!AS 2025: Once-monthly oral PrEP using MK-8527: the drug that will stop HIV
17 July 2025. Related: Conference reports, Treatment strategies, IAS 13th Kigali 2025.
Simon Collins, HIV i-Base
Another conference highlight included results from a large pharmacokinetic study of MK-8527 which is a follow-on NRTTI to islatravir that is being studied in a once-monthly oral formulation as PrEP. [1]
This was a phase 2 double-blind, multicentre study that randomised 350 adults (2:2:2:1) at low risk of HIV to one of three doses of MK-8527 (3, 6, or 12 mg) or matched placebo, given monthly for six months. This was an international study with sites in Israel, South Africa and the US. Safety follow-up continued for a further 8 weeks.
Baseline characteristics included median age 28 years, 58% women, and 51% white, 41% Black/African American, 2.3% Asian.
Results
Overall, 328/360 (93%) received all six doses and pharmacokinetics were generally dose-proportional.

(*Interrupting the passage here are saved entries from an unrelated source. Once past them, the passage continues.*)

//! Invocation of the external profiling tool.
//!
//! Decoding, aggregation and text rendering of raw profiles are delegated to
//! `go tool pprof`. The [`ProfileRenderer`] trait is the seam the export
//! command talks to, so it can be driven by a fake in tests.

pub mod go_pprof;

pub use go_pprof::GoPprof;

use crate::utils::error::DriverError;
use serde::Deserialize;
use std::fmt;
use std::path::Path;

/// Resolution of a top-down report
#[derive(Debug, Clone, Copy, PartialEq, Eq, Hash, Deserialize, clap::ValueEnum)]
#[serde(rename_all = "lowercase")]
pub enum Granularity {
    /// One row per source line
    Lines,
    /// One row per function
    Functions,
}

impl Granularity {
    /// Every granularity, in export order
    pub fn all() -> Vec<Granularity> {
        vec![Granularity::Lines, Granularity::Functions]
    }

    /// Flag/endpoint name
    pub fn as_str(&self) -> &'static str {
        match self {
            Granularity::Lines => "lines",
            Granularity::Functions => "functions",
        }
    }
}

impl fmt::Display for Granularity {
    fn fmt(&self, f: &mut fmt::Formatter<'_>) -> fmt::Result {
        f.write_str(self.as_str())
    }
}

/// Produces the raw inputs the exporter needs from a profile file
pub trait ProfileRenderer {
    /// Profile re-encoded as pprof protobuf (may be gzip-compressed)
    fn render_proto(&self, profile: &Path) -> Result<Vec<u8>, DriverError>;

    /// Top-down text report at the given granularity
    fn render_text(&self, profile: &Path, granularity: Granularity) -> Result<String, DriverError>;
}
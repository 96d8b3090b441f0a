//! Build the flamegraph call tree from weighted call stacks.
//!
//! Every stack is walked root to leaf. Each function name is shortened and
//! keyed by its display label, so frames with the same label under the same
//! parent collapse into one node. Every node on a stack's path receives the
//! stack's full weight, which makes a node's value its cumulative weight.
//!
//! Example: stacks `main;a;b 10` and `main;a 5` give
//! `root(15) -> main(15) -> a(15) -> b(10)`.

use super::stack::WeightedCallStack;
use super::symbols::{display_key, shorten_symbol};
use serde::{Deserialize, Serialize};
use std::collections::HashMap;

/// Name of the synthetic root node
pub const ROOT_NAME: &str = "root";

/// A finished call tree node, as serialized for the flamegraph UI
#[derive(Debug, Clone, PartialEq, Eq, Serialize, Deserialize)]
pub struct CallTreeNode {
    /// Display label (shortened name after its last `.`)
    #[serde(rename = "n")]
    pub short_name: String,

    /// Shortened but otherwise complete name, for drill-down
    #[serde(rename = "f")]
    pub full_name: String,

    /// Sum of the weights of every stack passing through this node
    #[serde(rename = "v")]
    pub cumulative_weight: i64,

    /// Children in order of first discovery
    #[serde(rename = "c")]
    pub children: Vec<CallTreeNode>,
}

impl CallTreeNode {
    /// Child with the given label
    pub fn child(&self, short_name: &str) -> Option<&CallTreeNode> {
        self.children.iter().find(|c| c.short_name == short_name)
    }

    /// Follow a path of labels from this node
    pub fn find_path(&self, path: &[&str]) -> Option<&CallTreeNode> {
        path.iter()
            .try_fold(self, |node, label| node.child(label))
    }

    /// Number of nodes in this subtree, including this one
    pub fn node_count(&self) -> usize {
        1 + self.children.iter().map(CallTreeNode::node_count).sum::<usize>()
    }

    /// Length of the longest root-to-leaf path, counted in edges
    pub fn depth(&self) -> usize {
        self.children
            .iter()
            .map(|c| c.depth() + 1)
            .max()
            .unwrap_or(0)
    }
}

/// Node under construction: children keep insertion order and are looked up
/// through a label index.
struct Node {
    short_name: String,
    full_name: String,
    weight: i64,
    children: Vec<Node>,
    index: HashMap<String, usize>,
}

impl Node {
    fn new(short_name: String, full_name: String) -> Self {
        Self {
            short_name,
            full_name,
            weight: 0,
            children: Vec::new(),
            index: HashMap::new(),
        }
    }

    /// Child keyed by `short_name`, created on first use
    fn child_mut(&mut self, short_name: &str, full_name: &str) -> &mut Node {
        let idx = match self.index.get(short_name) {
            Some(&idx) => idx,
            None => {
                let idx = self.children.len();
                self.children
                    .push(Node::new(short_name.to_string(), full_name.to_string()));
                self.index.insert(short_name.to_string(), idx);
                idx
            }
        };
        &mut self.children[idx]
    }

    fn into_tree_node(self) -> CallTreeNode {
        CallTreeNode {
            short_name: self.short_name,
            full_name: self.full_name,
            cumulative_weight: self.weight,
            children: self
                .children
                .into_iter()
                .map(Node::into_tree_node)
                .collect(),
        }
    }
}

/// Incremental call tree builder
pub struct CallTreeBuilder {
    root: Node,
    stacks: usize,
}

impl Default for CallTreeBuilder {
    fn default() -> Self {
        Self::new()
    }
}

impl CallTreeBuilder {
    pub fn new() -> Self {
        Self {
            root: Node::new(ROOT_NAME.to_string(), ROOT_NAME.to_string()),
            stacks: 0,
        }
    }

    /// Merge one stack into the tree.
    ///
    /// A stack without frames only adds to the root. Weights saturate at
    /// the `i64` bounds.
    pub fn add_stack(&mut self, stack: &WeightedCallStack) {
        let weight = stack.weight();
        self.stacks += 1;

        let mut current = &mut self.root;
        current.weight = current.weight.saturating_add(weight);

        for function in stack.root_to_leaf() {
            let full_name = shorten_symbol(function);
            let key = display_key(&full_name);
            current = current.child_mut(key, &full_name);
            current.weight = current.weight.saturating_add(weight);
        }
    }

    /// Number of stacks merged so far
    pub fn stack_count(&self) -> usize {
        self.stacks
    }

    /// Finish construction and return the root node
    pub fn finish(self) -> CallTreeNode {
        self.root.into_tree_node()
    }
}

/// Build a call tree from stacks in the given order
///
/// **Public** - main entry point for tree construction
pub fn build_call_tree(stacks: &[WeightedCallStack]) -> CallTreeNode {
    let mut builder = CallTreeBuilder::new();
    for stack in stacks {
        builder.add_stack(stack);
    }
    builder.finish()
}

#[cfg(test)]
mod tests {
    use super::*;

    #[test]
    fn test_identical_paths_merge() {
        let stacks = vec![
            WeightedCallStack::from_root_path(&["main.main", "main.funcA"], 100),
            WeightedCallStack::from_root_path(&["main.main", "main.funcA"], 50),
        ];

        let root = build_call_tree(&stacks);
        assert_eq!(root.cumulative_weight, 150);
        assert_eq!(root.children.len(), 1);

        let func_a = root.find_path(&["main", "funcA"]).unwrap();
        assert_eq!(func_a.cumulative_weight, 150);
        assert_eq!(func_a.full_name, "main.funcA");
    }

    #[test]
    fn test_empty_builder() {
        let root = CallTreeBuilder::new().finish();
        assert_eq!(root.short_name, "root");
        assert_eq!(root.cumulative_weight, 0);
        assert!(root.children.is_empty());
        assert_eq!(root.depth(), 0);
    }

    #[test]
    fn test_node_count_and_depth() {
        let stacks = vec![
            WeightedCallStack::from_root_path(&["a", "b", "c"], 1),
            WeightedCallStack::from_root_path(&["a", "d"], 1),
        ];
        let root = build_call_tree(&stacks);
        assert_eq!(root.node_count(), 5);
        assert_eq!(root.depth(), 3);
    }

    #[test]
    fn test_weights_saturate_instead_of_overflowing() {
        let stacks = vec![
            WeightedCallStack::from_root_path(&["main.a"], i64::MAX),
            WeightedCallStack::from_root_path(&["main.b"], 1),
        ];

        let root = build_call_tree(&stacks);
        assert_eq!(root.cumulative_weight, i64::MAX);
        assert_eq!(root.find_path(&["a"]).unwrap().cumulative_weight, i64::MAX);
        assert_eq!(root.find_path(&["b"]).unwrap().cumulative_weight, 1);
    }
}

Tolerability was good with generally mild side effects that were broadly similar in the active and placebo arms. Importantly, given the earlier history with islatravir, there were also no significant differences between arms in changes in total lymphocyte and CD4 counts. One participant in the 6 mg arm, however, discontinued due to grade 1 reductions, including a 36% drop in CD4 count, although they started with a nadir of 313 cells/mm3 and this resolved over several months after discontinuation.
PK results (Tmax and AUC) were dose-proportional with no evidence of the intracellular accumulation of the active triphosphate that led to the discontinuation of islatravir for monthly PrEP. Both the 6 mg and 12 mg doses produced drug exposure above the predicted levels needed for protection, including in PBMCs that persist for a further week, indicating window for dosing. Predicted protective levels were also achieved quickly, perhaps within an hour of dosing.
No HIV acquisitions occurred during the study.
Importantly, these data support further development and two large international phase 3 studies using – apparently using an 11 mg dose – in people at higher risk of HIV are planned to open later in 2025. [2]
EXPRESSIVE 10 will enrol 4580 adolescent girls and young women in Kenya, South Africa and Uganda and EXPRESSIVE 11 will enrol 4390 gay and bisexual men, transgender and non-binary people in Argentina, Brazil, Chile, Columbia, Dominican Republic, France, Guatemala, Kenya, Malaysia, Peru, The Philippines, South Africa, Switzerland, Thailand, USA and Vietnam. [2]
comment
Predictions are always uncertain, but this is the drug that will stop HIV – even if efficacy in phase 3 studies is lower than injectable PrEP.
These preliminary results are very promising, as previous preclinical and early studies with islatravir indicated similar pharmacokinetics that would suggest monthly oral PrEP might also work as PEP.
If effective in phase 3 studies, once-monthly oral PrEP could easily be as highly acceptable as six-monthly injections, and could have greater impact on a population level.
Oral NRTTIs are much easier to manufacture and distribute than injectable drugs, which would also help with generic formulations and global access. A foil strip with 12 small tablets would be innocuous and would cover a year of treatment, perhaps with a 7-day window for the monthly doses.
Single tablets, especially if effective as PEP, could easily broaden to over-the-counter access, with minimal safety risks in ways that would be much more difficult with injections.
Tolerability is so far good based on tiny numbers and date to informa the risk of drug resistance will be important.
References
- Mayer K et al. Safety and pharmacokinetics of MK-8527 oral once-monthly: a phase 2 study in adults at low risk of HIV-1 exposure. IAS 2025, 13-16 July 2025, Kigali, Rwanda. Oral late-breaker abstract OAS0106LB.